You don't want the Parkway. It doesn't fold down, therefore you can't access the rear hatch on your vehicle with it installed. What you want is the Thule Ridgeline. I can't recommend it highly enough. Just finished a 700 mile trip with three bikes mounted.


----------



## traffic002 (Dec 16, 2008)

I used to have a Saris Bones 2 bike rack on my MR2. It scratched the hell out of the bumper paint and the trunk paint. I used this rack because it can curve over the trunk "wing."

Since then, I've sold it off, found a custom made receiver hitch and picked up a Swagman XC 2-bike. Great. It's not the burliest nor do I think it'll last as long as a Thule or Yakima. But it still functions very well, secure, quick. And it's like 1/3 the weight when I do need to remove it.

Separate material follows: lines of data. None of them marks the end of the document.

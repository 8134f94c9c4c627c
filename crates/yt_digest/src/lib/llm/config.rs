use std::{fmt, str::FromStr};

use crate::llm::provider::Provider;

/// Settings for a single summarization call.
///
/// Built once from the environment (or a lookup in tests) and then only
/// replaced wholesale through the consuming `with_*` methods.
#[derive(Clone, PartialEq)]
pub struct LlmConfig {
    model: String,
    api_key: Option<String>,
    base_url: Option<String>,
    max_tokens: u32,
    temperature: f32,
}

impl Default for LlmConfig {
    fn default() -> Self {
        Self {
            model: Self::DEFAULT_MODEL.into(),
            api_key: None,
            base_url: None,
            max_tokens: Self::DEFAULT_MAX_TOKENS,
            temperature: Self::DEFAULT_TEMPERATURE,
        }
    }
}

impl fmt::Debug for LlmConfig {
    fn fmt(&self, f: &mut fmt::Formatter<'_>) -> fmt::Result {
        f.debug_struct("LlmConfig")
            .field("model", &self.model)
            .field("api_key", &self.api_key.as_ref().map(|_| "<redacted>"))
            .field("base_url", &self.base_url)
            .field("max_tokens", &self.max_tokens)
            .field("temperature", &self.temperature)
            .finish()
    }
}

impl LlmConfig {
    pub const DEFAULT_MODEL: &str = "gpt-4o-mini";
    pub const DEFAULT_MAX_TOKENS: u32 = 1000;
    pub const DEFAULT_TEMPERATURE: f32 = 0.7;

    pub const MODEL_ENV: &str = "LLM_MODEL";
    pub const API_KEY_ENV: &str = "LLM_API_KEY";
    pub const BASE_URL_ENV: &str = "LLM_BASE_URL";
    pub const MAX_TOKENS_ENV: &str = "LLM_MAX_TOKENS";
    pub const TEMPERATURE_ENV: &str = "LLM_TEMPERATURE";

    pub fn new(model: impl Into<String>) -> Self {
        Self {
            model: model.into(),
            ..Default::default()
        }
    }

    /// Reads the configuration from process environment variables
    pub fn from_env() -> Self {
        Self::from_lookup(|key| std::env::var(key).ok())
    }

    /// Reads the configuration through `lookup`.
    ///
    /// `LLM_API_KEY` wins; otherwise the key variable of the provider the
    /// model implies is consulted.
    pub fn from_lookup<F>(lookup: F) -> Self
    where
        F: Fn(&str) -> Option<String>,
    {
        let value = |key: &str| {
            lookup(key)
                .map(|v| v.trim().to_string())
                .filter(|v| !v.is_empty())
        };

        let model = value(Self::MODEL_ENV).unwrap_or_else(|| Self::DEFAULT_MODEL.into());
        let base_url = value(Self::BASE_URL_ENV);
        let api_key = value(Self::API_KEY_ENV).or_else(|| {
            Provider::infer(&model, base_url.as_deref())
                .and_then(|p| p.api_key_env())
                .and_then(value)
        });

        Self {
            model,
            api_key,
            base_url,
            max_tokens: parse_or(
                value(Self::MAX_TOKENS_ENV),
                Self::MAX_TOKENS_ENV,
                Self::DEFAULT_MAX_TOKENS,
            ),
            temperature: parse_or(
                value(Self::TEMPERATURE_ENV),
                Self::TEMPERATURE_ENV,
                Self::DEFAULT_TEMPERATURE,
            ),
        }
    }

    pub fn with_model(mut self, model: impl Into<String>) -> Self {
        self.model = model.into();
        self
    }

    pub fn with_api_key(mut self, api_key: impl Into<String>) -> Self {
        self.api_key = Some(api_key.into());
        self
    }

    pub fn with_base_url(mut self, base_url: impl Into<String>) -> Self {
        self.base_url = Some(base_url.into());
        self
    }

    pub fn with_max_tokens(mut self, max_tokens: u32) -> Self {
        self.max_tokens = max_tokens;
        self
    }

    pub fn with_temperature(mut self, temperature: f32) -> Self {
        self.temperature = temperature;
        self
    }

    pub fn model(&self) -> &str {
        &self.model
    }

    /// The API key, unless it is blank or an unfilled `YOUR_...` placeholder
    pub fn api_key(&self) -> Option<&str> {
        self.api_key
            .as_deref()
            .map(str::trim)
            .filter(|k| !k.is_empty() && !k.starts_with("YOUR_"))
    }

    pub fn base_url(&self) -> Option<&str> {
        self.base_url.as_deref()
    }

    pub fn max_tokens(&self) -> u32 {
        self.max_tokens
    }

    pub fn temperature(&self) -> f32 {
        self.temperature
    }

    pub fn provider(&self) -> Option<Provider> {
        Provider::infer(&self.model, self.base_url())
    }

    /// The base url requests go to: the configured one or the provider default
    pub fn endpoint(&self, provider: Provider) -> String {
        self.base_url()
            .unwrap_or(provider.default_base_url())
            .trim_end_matches('/')
            .to_string()
    }

    pub fn is_configured(&self) -> bool {
        match self.provider() {
            Some(provider) => !provider.requires_api_key() || self.api_key().is_some(),
            None => false,
        }
    }
}

fn parse_or<T>(raw: Option<String>, key: &str, default: T) -> T
where
    T: FromStr + fmt::Display + Copy,
{
    let Some(raw) = raw else {
        return default;
    };

    raw.parse().unwrap_or_else(|_| {
        tracing::warn!(key, value = %raw, %default, "Invalid value, using default");
        default
    })
}

#[cfg(test)]
mod tests {
    use std::collections::HashMap;

    use super::*;

    fn lookup(vars: &[(&str, &str)]) -> impl Fn(&str) -> Option<String> {
        let vars = vars
            .iter()
            .map(|(k, v)| (k.to_string(), v.to_string()))
            .collect::<HashMap<_, _>>();
        move |key| vars.get(key).cloned()
    }

    #[test]
    fn test_defaults_when_environment_is_empty() {
        let config = LlmConfig::from_lookup(lookup(&[]));
        assert_eq!(config.model(), "gpt-4o-mini");
        assert_eq!(config.max_tokens(), 1000);
        assert_eq!(config.temperature(), 0.7);
        assert_eq!(config.api_key(), None);
        assert_eq!(config.base_url(), None);
        assert_eq!(config.provider(), Some(Provider::OpenAi));
        assert!(!config.is_configured());
    }

    #[test]
    fn test_reads_all_variables() {
        let config = LlmConfig::from_lookup(lookup(&[
            ("LLM_MODEL", "claude-3-5-haiku-latest"),
            ("LLM_API_KEY", "sk-ant-123"),
            ("LLM_BASE_URL", "https://proxy.internal/v1/"),
            ("LLM_MAX_TOKENS", "512"),
            ("LLM_TEMPERATURE", "0.2"),
        ]));
        assert_eq!(config.model(), "claude-3-5-haiku-latest");
        assert_eq!(config.api_key(), Some("sk-ant-123"));
        assert_eq!(config.max_tokens(), 512);
        assert_eq!(config.temperature(), 0.2);
        assert_eq!(config.provider(), Some(Provider::Anthropic));
        assert_eq!(config.endpoint(Provider::Anthropic), "https://proxy.internal/v1");
        assert!(config.is_configured());
    }

    #[test]
    fn test_provider_specific_key_fallback() {
        let config = LlmConfig::from_lookup(lookup(&[
            ("LLM_MODEL", "claude-3-opus-20240229"),
            ("OPENAI_API_KEY", "sk-openai"),
            ("ANTHROPIC_API_KEY", "sk-ant"),
        ]));
        assert_eq!(config.api_key(), Some("sk-ant"));
    }

    #[test]
    fn test_invalid_numbers_fall_back_to_defaults() {
        let config = LlmConfig::from_lookup(lookup(&[
            ("LLM_MAX_TOKENS", "lots"),
            ("LLM_TEMPERATURE", "warm"),
        ]));
        assert_eq!(config.max_tokens(), LlmConfig::DEFAULT_MAX_TOKENS);
        assert_eq!(config.temperature(), LlmConfig::DEFAULT_TEMPERATURE);
    }

    #[test]
    fn test_placeholder_and_blank_keys_count_as_missing() {
        let config = LlmConfig::new("gpt-4o").with_api_key("YOUR_PLACEHOLDER_LLM_API_KEY");
        assert_eq!(config.api_key(), None);

        let config = LlmConfig::new("gpt-4o").with_api_key("   ");
        assert_eq!(config.api_key(), None);
        assert!(!config.is_configured());
    }

    #[test]
    fn test_local_models_need_no_key() {
        let config = LlmConfig::new("ollama/llama3.1");
        assert!(config.is_configured());
        assert_eq!(config.endpoint(Provider::Local), "http://localhost:11434/v1");
    }

    #[test]
    fn test_debug_redacts_api_key() {
        let config = LlmConfig::new("gpt-4o").with_api_key("sk-secret");
        let debug = format!("{config:?}");
        assert!(!debug.contains("sk-secret"));
        assert!(debug.contains("<redacted>"));
    }
}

I transport my Redline Monocog 29, Cannondale Rush 4, Specialized Roubaix, my son's Redline proline mini (20")...no problems.


----------



## louisssss (Jun 24, 2009)

traffic002 said:


> I used to have a Saris Bones 2 bike rack on my MR2. It scratched the hell out of the bumper paint and the trunk paint. I used this rack because it can curve over the trunk "wing."
> 
> Since then, I've sold it off, found a custom made receiver hitch and picked up a Swagman XC 2-bike. Great. It's not the burliest nor do I think it'll last as long as a Thule or Yakima. But it still functions very well, secure, quick. And it's like 1/3 the weight when I do need to remove it.
> 
> ...


nice, is there anything to hold down the wheels? what if the bike rolls off to the side under a turn?

also, where did u get the rack and for how much?

and what class is ur hitch and size? i have a cheapo class 1 Curt 1.25" hitch


----------



## traffic002 (Dec 16, 2008)

louisssss said:


> nice, is there anything to hold down the wheels? what if the bike rolls off to the side under a turn?
> 
> also, where did u get the rack and for how much?
> 
> and what class is ur hitch and size? i have a cheapo class 1 Curt 1.25" hitch


The wheels sit in a "well" formed by the tubing. The arm comes over the top tube and keeps it snug. The only way for the wheel to come out is it were imapacted by something hard and the tube or your rims bend/break.

Basically, your bike is going nowhere.

I bought my rack from Amazon.com. It runs $130-150 depending on the sale. I have a simple 1.25" reciever. It is rated for bike racks and possibly towing a tiny trailer loaded with track tires.


----------



## louisssss (Jun 24, 2009)

haha great, i'll be purchasing the swagman XC 2 once i get a new bike. unless someone has a better recommendation for $125


----------



## Herm99 (Sep 5, 2008)

Swagman XC all the way! I just got this rack, its absolutely awesome. Folds up when not in use, super easy to use, very efficient design. And for $125 on amazon, its an unbeatable rack. 
I had a trunk mount on my outback sport for the last year, they SUCK..lots of sway in the in wind, not stable at all, on big bumps you can dislodge a lower strap...ask me how i know!


----------



## adam728 (Jan 25, 2006)

I've been using the Xport Flatbed for about 2 years now. No problems, no complaints. It's even hauled our bikes from Arizona to Michigan and back.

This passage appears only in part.